• **What is required**
I need each line of the entries below that includes the string "spent".

• **Data for this exercise**

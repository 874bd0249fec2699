/*
 * SPDX-License-Identifier: Apache-2.0 OR LGPL-2.1-or-later
 */

use criterion::{black_box, BenchmarkId, Criterion};
use frontcode::prelude::*;
use rand::rngs::SmallRng;
use rand::{Rng, SeedableRng};
use std::time::Duration;

fn sorted_word_list(n: usize, rng: &mut SmallRng) -> Vec<String> {
    let alphabet = b"abcdefghijklmnopqrstuvwxyz";
    let mut words: Vec<String> = (0..n)
        .map(|_| {
            let len = rng.gen_range(4..20);
            (0..len)
                .map(|_| alphabet[rng.gen_range(0..alphabet.len())] as char)
                .collect()
        })
        .collect();
    words.sort();
    words
}

pub fn main() {
    let mut rng = SmallRng::seed_from_u64(0x5EED);
    let words = sorted_word_list(100_000, &mut rng);

    let mut c = Criterion::default()
        .with_output_color(true)
        .measurement_time(Duration::from_secs(5));

    let mut build_group = c.benchmark_group("build");
    for ratio in [2u32, 4, 8, 16, 32, 64] {
        build_group.bench_with_input(BenchmarkId::new("ratio", ratio), &ratio, |b, &ratio| {
            b.iter(|| {
                black_box(
                    FrontCodedList::<i8>::from_arrays(ratio, words.iter().map(|w| w.as_bytes()))
                        .unwrap(),
                )
            });
        });
    }
    build_group.finish();

    let mut get_group = c.benchmark_group("get");
    for ratio in [2u32, 8, 32, 64] {
        let list = FrontCodedList::<i8>::from_arrays(ratio, words.iter().map(|w| w.as_bytes())).unwrap();
        get_group.bench_with_input(BenchmarkId::new("random_access", ratio), &ratio, |b, _| {
            let mut idx = 0u32;
            b.iter(|| {
                idx = (idx + 104729) % list.len();
                black_box(list.get(idx))
            });
        });
    }
    get_group.finish();

    let mut scan_group = c.benchmark_group("cursor_scan");
    for ratio in [2u32, 8, 32, 64] {
        let list = FrontCodedList::<i8>::from_arrays(ratio, words.iter().map(|w| w.as_bytes())).unwrap();
        scan_group.bench_with_input(BenchmarkId::new("forward", ratio), &ratio, |b, _| {
            b.iter(|| {
                let mut cursor = list.iter();
                while cursor.has_next() {
                    black_box(cursor.next());
                }
            });
        });
    }
    scan_group.finish();

    c.final_summary();
}
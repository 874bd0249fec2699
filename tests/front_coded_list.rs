/*
 * SPDX-License-Identifier: Apache-2.0 OR LGPL-2.1-or-later
 */

use anyhow::Result;
use frontcode::prelude::*;
use rand::rngs::SmallRng;
use rand::{Rng, SeedableRng};
use std::io::BufReader;

fn sorted_word_list(n: usize, rng: &mut SmallRng) -> Vec<String> {
    let alphabet = b"abcdefghijklmnopqrstuvwxyz";
    let mut words: Vec<String> = (0..n)
        .map(|_| {
            let len = rng.gen_range(1..12);
            (0..len)
                .map(|_| alphabet[rng.gen_range(0..alphabet.len())] as char)
                .collect()
        })
        .collect();
    words.sort();
    words
}

#[test]
fn test_front_coded_list_random_wordlist() -> Result<()> {
    let mut rng = SmallRng::seed_from_u64(0xF00D_CAFE);
    let words = sorted_word_list(2000, &mut rng);

    let mut builder = FrontCodedListBuilder::<i8>::new(8)?;
    builder.extend(words.iter().map(|w| w.as_bytes()));
    builder.stats().print_stats(words.len());
    let list = builder.build();

    assert_eq!(list.len() as usize, words.len());

    for (i, word) in words.iter().enumerate() {
        assert_eq!(list.get_str(i as u32), *word);
        assert_eq!(list.array_length(i as u32) as usize, word.len());
    }

    let mut cursor = list.iter();
    for word in words.iter() {
        let array = cursor.next();
        let bytes: Vec<u8> = bytemuck::cast_vec(array);
        assert_eq!(String::from_utf8(bytes).unwrap(), *word);
    }
    assert!(!cursor.has_next());

    Ok(())
}

#[test]
fn test_front_coded_list_various_ratios() -> Result<()> {
    let mut rng = SmallRng::seed_from_u64(1234);
    let words = sorted_word_list(500, &mut rng);

    for ratio in [1u32, 2, 3, 7, 16, 64] {
        let list = FrontCodedList::<i8>::from_arrays(ratio, words.iter().map(|w| w.as_bytes()))?;
        for (i, word) in words.iter().enumerate() {
            assert_eq!(list.get_str(i as u32), *word);
        }
    }

    Ok(())
}

#[test]
fn test_front_coded_list_persistence_roundtrip() -> Result<()> {
    let mut rng = SmallRng::seed_from_u64(99);
    let words = sorted_word_list(300, &mut rng);

    let list = FrontCodedList::<i8>::from_arrays(6, words.iter().map(|w| w.as_bytes()))?;

    let dir = tempfile::tempdir()?;
    let path = dir.path().join("wordlist.fcl");
    {
        let mut file = std::io::BufWriter::new(std::fs::File::create(&path)?);
        list.serialize(&mut file)?;
    }

    let mut reader = BufReader::new(std::fs::File::open(&path)?);
    let restored = FrontCodedList::<i8>::deserialize(&mut reader)?;

    assert_eq!(restored.len(), list.len());
    for (i, word) in words.iter().enumerate() {
        assert_eq!(restored.get_str(i as u32), *word);
    }

    Ok(())
}

#[test]
fn test_front_coded_list_from_lines() -> Result<()> {
    let mut rng = SmallRng::seed_from_u64(777);
    let words = sorted_word_list(150, &mut rng);
    let text = words.join("\n");

    let list = FrontCodedList::<i8>::from_lines(text.as_bytes(), 4)?;
    assert_eq!(list.len() as usize, words.len());
    for (i, word) in words.iter().enumerate() {
        assert_eq!(list.get_str(i as u32), *word);
    }

    Ok(())
}

#[test]
fn test_front_coded_list_cursor_bidirectional_random_walk() -> Result<()> {
    let mut rng = SmallRng::seed_from_u64(55);
    let words = sorted_word_list(200, &mut rng);
    let list = FrontCodedList::<i8>::from_arrays(5, words.iter().map(|w| w.as_bytes()))?;

    let mut cursor = list.iter();
    let mut i: usize = 0;
    for _ in 0..2000 {
        if i < words.len() && (i == 0 || rng.gen_bool(0.7)) {
            let array = cursor.next();
            let bytes: Vec<u8> = bytemuck::cast_vec(array);
            assert_eq!(String::from_utf8(bytes).unwrap(), words[i]);
            i += 1;
        } else if i > 0 {
            i -= 1;
            let array = cursor.previous();
            let bytes: Vec<u8> = bytemuck::cast_vec(array);
            assert_eq!(String::from_utf8(bytes).unwrap(), words[i]);
        }
    }

    Ok(())
}

#[test]
fn test_front_coded_list_get_into_partial_reads() -> Result<()> {
    let words = vec![
        "hello".to_string(),
        "helloworld".to_string(),
        "helloworldwide".to_string(),
    ];
    let list = FrontCodedList::<i8>::from_arrays(2, words.iter().map(|w| w.as_bytes()))?;

    for (i, word) in words.iter().enumerate() {
        let full_len = word.len();
        for cap in 0..=full_len + 2 {
            let mut dst = vec![0i8; cap];
            let result = list.get_into(i as u32, &mut dst, 0, cap);
            if cap as i64 >= full_len as i64 {
                assert_eq!(result, full_len as i64);
                let bytes: Vec<u8> = bytemuck::cast_vec(dst[..full_len].to_vec());
                assert_eq!(String::from_utf8(bytes).unwrap(), *word);
            } else {
                assert_eq!(result, cap as i64 - full_len as i64);
                let bytes: Vec<u8> = bytemuck::cast_vec(dst.clone());
                assert_eq!(bytes, word.as_bytes()[..cap]);
            }
        }
    }

    Ok(())
}
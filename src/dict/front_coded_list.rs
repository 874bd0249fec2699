/*
 * SPDX-License-Identifier: Apache-2.0 OR LGPL-2.1-or-later
 */

/*!

An immutable, compact, random-access list of arrays of a fixed primitive
element type, compressed by front coding.

Front coding stores a sequence of arrays — typically sorted, so that
neighbours share long prefixes — by writing most arrays as just the length
of the prefix shared with their predecessor plus the differing suffix.
Every `ratio`-th array (an *anchor*) is instead stored in full, which
bounds how many records a random read has to walk before it can
reconstruct an arbitrary array.

There are two ways to build a [`FrontCodedList`]: incrementally, with a
[`FrontCodedListBuilder`], or in bulk from a finite collection via
[`FrontCodedList::from_arrays`].

# Examples

```rust
use frontcode::dict::front_coded_list::FrontCodedListBuilder;

let mut builder = FrontCodedListBuilder::<i8>::new(3).unwrap();
builder.push_str("foo");
builder.push_str("foobar");
builder.push_str("football");
builder.push_str("fool");
let list = builder.build();

assert_eq!(list.len(), 4);
assert_eq!(list.get_str(0), "foo");
assert_eq!(list.get_str(1), "foobar");
assert_eq!(list.get_str(2), "football");
assert_eq!(list.get_str(3), "fool");
```

*/

use crate::buffer::ElementBuffer;
use crate::varint::{Element, Varint};
use crate::DivCeilUnchecked;
use anyhow::{ensure, Context, Result};
use mem_dbg::{MemDbg, MemSize};
use std::io::{Read, Write};

/// Compression statistics accumulated while a [`FrontCodedListBuilder`] runs.
///
/// Purely informational: nothing in the crate reads these back to make
/// decisions. Exposed so a caller can judge whether a given `ratio` is
/// paying for itself on their data.
#[derive(Debug, Clone, Default, MemDbg, MemSize)]
pub struct Stats {
    /// Largest block size seen, in elements (including varint headers).
    pub max_block_elements: usize,
    /// Sum of all block sizes, in elements.
    pub sum_block_elements: usize,
    /// Largest shared-prefix length seen between consecutive arrays.
    pub max_common: usize,
    /// Sum of all shared-prefix lengths.
    pub sum_common: usize,
    /// Longest input array, in elements.
    pub max_array_len: usize,
    /// Sum of all input array lengths, in elements.
    pub sum_array_len: usize,
    /// Elements spent on varint headers (lengths and common-prefix counts).
    pub code_elements: usize,
    /// Elements spent on anchor payloads and delta suffixes.
    pub suffix_elements: usize,
}
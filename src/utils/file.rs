/*
 * SPDX-License-Identifier: Apache-2.0 OR LGPL-2.1-or-later
 */

/*!

Utility wrappers for files.

*/

use lender::*;
use std::io::{self, BufRead};

/**

A structure lending the lines coming from a [`BufRead`] as `&str`.

The lines are read into a reusable internal string buffer that grows as
needed, so building a [`FrontCodedList`](crate::dict::front_coded_list::FrontCodedList)
from a large line-oriented file does not require materializing every line
as an owned `String` first.

For convenience, we implement [`From`] from [`BufRead`].

*/
pub struct LineLender<B> {
    buf: B,
    line: String,
}

impl<B> LineLender<B> {
    pub fn new(buf: B) -> Self {
        LineLender {
            buf,
            line: String::with_capacity(128),
        }
    }
}

impl<B> From<B> for LineLender<B> {
    fn from(buf: B) -> Self {
        LineLender::new(buf)
    }
}

impl<'lend, B: BufRead> Lending<'lend> for LineLender<B> {
    type Lend = io::Result<&'lend str>;
}

impl<B: BufRead> Lender for LineLender<B> {
    fn next(&mut self) -> Option<Lend<'_, Self>> {
        self.line.clear();
        match self.buf.read_line(&mut self.line) {
            Err(e) => Some(Err(e)),
            Ok(0) => None,
            Ok(_) => {
                if self.line.ends_with('\n') {
                    self.line.pop();
                    if self.line.ends_with('\r') {
                        self.line.pop();
                    }
                }
                Some(Ok(&self.line))
            }
        }
    }
}
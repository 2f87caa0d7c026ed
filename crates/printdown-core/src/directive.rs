// SPDX-License-Identifier: PMPL-1.0-or-later
// Copyright (c) 2026 Jonathan D.A. Jewell (hyperpolymath) <jonathan.jewell@open.ac.uk>
//
// Device-control directives produced by the markup compiler and applied by
// the job executor.

use serde::{Deserialize, Serialize};

/// Text styles that wrap a run of text and are switched off afterwards.
#[derive(Debug, Clone, Copy, PartialEq, Eq, Hash, Serialize, Deserialize)]
pub enum StyleKind {
    Bold,
    Underline,
    /// White on black.
    Invert,
    DoubleHeight,
    DoubleWidth,
}

/// Horizontal justification of a line.
#[derive(Debug, Clone, Copy, PartialEq, Eq, Hash, Default, Serialize, Deserialize)]
pub enum Alignment {
    #[default]
    Left,
    Center,
    Right,
}

/// One device-control instruction.
///
/// A job's directives are applied strictly in order; the document reads
/// top-to-bottom, directive by directive.
#[derive(Debug, Clone, PartialEq, Eq, Serialize, Deserialize)]
pub enum Directive {
    /// Unformatted text, printed as-is (newlines included).
    Text(String),
    Style(StyleKind, String),
    /// Header text; level 1 is the largest.
    Header(u8, String),
    Align(Alignment, String),
    /// Explicit character size multipliers, each in `1..=9`.
    CustomSize { width: u8, height: u8, text: String },
    PaperCut,
}

impl Directive {
    /// The printable text carried by this directive, if any.
    pub fn text(&self) -> Option<&str> {
        match self {
            Self::Text(text)
            | Self::Style(_, text)
            | Self::Header(_, text)
            | Self::Align(_, text)
            | Self::CustomSize { text, .. } => Some(text),
            Self::PaperCut => None,
        }
    }
}

/// Concatenate the text content of a directive sequence.
pub fn concat_text(directives: &[Directive]) -> String {
    directives.iter().filter_map(Directive::text).collect()
}
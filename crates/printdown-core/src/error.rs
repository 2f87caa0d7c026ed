// SPDX-License-Identifier: PMPL-1.0-or-later
// Copyright (c) 2026 Jonathan D.A. Jewell (hyperpolymath) <jonathan.jewell@open.ac.uk>
//
// Unified error types for PrintDown.

use thiserror::Error;

/// Top-level error type for all PrintDown operations.
#[derive(Debug, Error)]
pub enum PrintdownError {
    // -- Protocol errors --
    #[error("malformed IPP request: {0}")]
    ProtocolDecode(#[from] DecodeError),

    #[error("IPP operation 0x{0:04X} is not supported")]
    UnsupportedOperation(u16),

    #[error("print server error: {0}")]
    PrintServer(String),

    #[error("service advertisement failed: {0}")]
    Discovery(String),

    // -- Document errors --
    #[error("document conversion failed: {0}")]
    Conversion(String),

    // -- Job pipeline --
    #[error("job queue is closed")]
    QueueClosed,

    #[error("device fault: {0}")]
    Device(#[from] DeviceError),

    // -- Configuration / persistence --
    #[error("invalid configuration: {0}")]
    Config(String),

    #[error("file I/O error: {0}")]
    Io(#[from] std::io::Error),

    #[error("serialization error: {0}")]
    Serialization(#[from] serde_json::Error),
}

/// Failure to decode the fixed IPP header.
///
/// Truncation inside the attribute section is not an error; only a message
/// too short to carry version, operation id, and request id is rejected.
#[derive(Debug, Clone, PartialEq, Eq, Error)]
pub enum DecodeError {
    #[error("IPP message too short: {len} bytes (minimum 8)")]
    MalformedHeader { len: usize },
}

/// Errors raised by a device driver while a job is being applied.
#[derive(Debug, Error)]
pub enum DeviceError {
    #[error("device unavailable: {0}")]
    Unavailable(String),

    #[error("device write failed: {0}")]
    Io(#[from] std::io::Error),

    #[error("image could not be rendered: {0}")]
    Image(String),

    #[error("device not prepared for a job")]
    NotReady,
}

/// Alias used throughout the codebase.
pub type Result<T> = std::result::Result<T, PrintdownError>;
// SPDX-License-Identifier: PMPL-1.0-or-later
// Copyright (c) 2026 Jonathan D.A. Jewell (hyperpolymath) <jonathan.jewell@open.ac.uk>
//
// Document-to-text conversion for documents received over IPP.
//
// A thermal printer prints text, so every IPP document is reduced to plain
// text before it is queued.  PDFs go through `lopdf` text extraction; text
// documents pass through.  Anything else is rejected and the IPP front-end
// answers with server-error-internal-error.

use lopdf::Document;
use tracing::{debug, info, instrument, warn};

use printdown_core::error::{PrintdownError, Result};

use crate::cp437;

/// Magic bytes at the start of every PDF file.
const PDF_MAGIC: &[u8] = b"%PDF-";

/// Converts a received document into printable text.
pub trait DocumentConverter: Send + Sync {
    /// Convert `document` to text.  `format` is the client's
    /// `document-format` hint, when it sent one.
    fn convert(&self, document: &[u8], format: Option<&str>) -> Result<String>;
}

/// Formats the default converter understands.
#[derive(Debug, Clone, PartialEq, Eq)]
pub enum DocumentFormat {
    Pdf,
    PlainText,
    Unsupported(String),
}

/// Decide how to treat a document: content sniffing first, then the hint.
pub fn detect_format(document: &[u8], format: Option<&str>) -> DocumentFormat {
    if document.starts_with(PDF_MAGIC) {
        return DocumentFormat::Pdf;
    }
    let mime = format
        .map(|f| f.split(';').next().unwrap_or(f).trim().to_ascii_lowercase())
        .unwrap_or_default();
    match mime.as_str() {
        "application/pdf" => DocumentFormat::Pdf,
        m if m.starts_with("text/") => DocumentFormat::PlainText,
        "" | "application/octet-stream" if std::str::from_utf8(document).is_ok() => {
            DocumentFormat::PlainText
        }
        "" => DocumentFormat::Unsupported("application/octet-stream".into()),
        other => DocumentFormat::Unsupported(other.to_owned()),
    }
}

/// Default converter: PDF text extraction and plain-text pass-through.
#[derive(Debug, Default, Clone, Copy)]
pub struct TextExtractor;

impl DocumentConverter for TextExtractor {
    #[instrument(skip(self, document), fields(bytes = document.len()))]
    fn convert(&self, document: &[u8], format: Option<&str>) -> Result<String> {
        let text = match detect_format(document, format) {
            DocumentFormat::Pdf => extract_pdf_text(document)?,
            DocumentFormat::PlainText => match String::from_utf8(document.to_vec()) {
                Ok(text) => text,
                Err(_) => {
                    debug!("text document is not UTF-8, decoding as CP437");
                    cp437::decode(document)
                }
            },
            DocumentFormat::Unsupported(mime) => {
                warn!(format = %mime, "no text conversion for document format");
                return Err(PrintdownError::Conversion(format!(
                    "cannot convert {mime} to text"
                )));
            }
        };
        info!(chars = text.chars().count(), "document converted to text");
        Ok(text)
    }
}

/// Extract the text of every page, in page order.
fn extract_pdf_text(document: &[u8]) -> Result<String> {
    let pdf = Document::load_mem(document)
        .map_err(|e| PrintdownError::Conversion(format!("failed to load PDF: {e}")))?;

    let pages: Vec<u32> = pdf.get_pages().keys().copied().collect();
    if pages.is_empty() {
        return Err(PrintdownError::Conversion("PDF has no pages".into()));
    }

    let text = pdf
        .extract_text(&pages)
        .map_err(|e| PrintdownError::Conversion(format!("PDF text extraction: {e}")))?;
    debug!(pages = pages.len(), "PDF text extracted");
    Ok(text)
}
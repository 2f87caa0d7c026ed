// SPDX-License-Identifier: PMPL-1.0-or-later
// Copyright (c) 2026 Jonathan D.A. Jewell (hyperpolymath) <jonathan.jewell@open.ac.uk>
//
// PrintDown Core: types, device directives, configuration, and error
// definitions shared across all crates.

pub mod config;
pub mod directive;
pub mod error;
pub mod types;

pub use config::AppConfig;
pub use directive::{Alignment, Directive, StyleKind};
pub use error::{DecodeError, DeviceError, PrintdownError};
pub use types::*;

• **Solution for this task**
    /// Elements spent on varint headers (lengths and common-prefix counts).
    /// Elements spent on anchor payloads and delta suffixes.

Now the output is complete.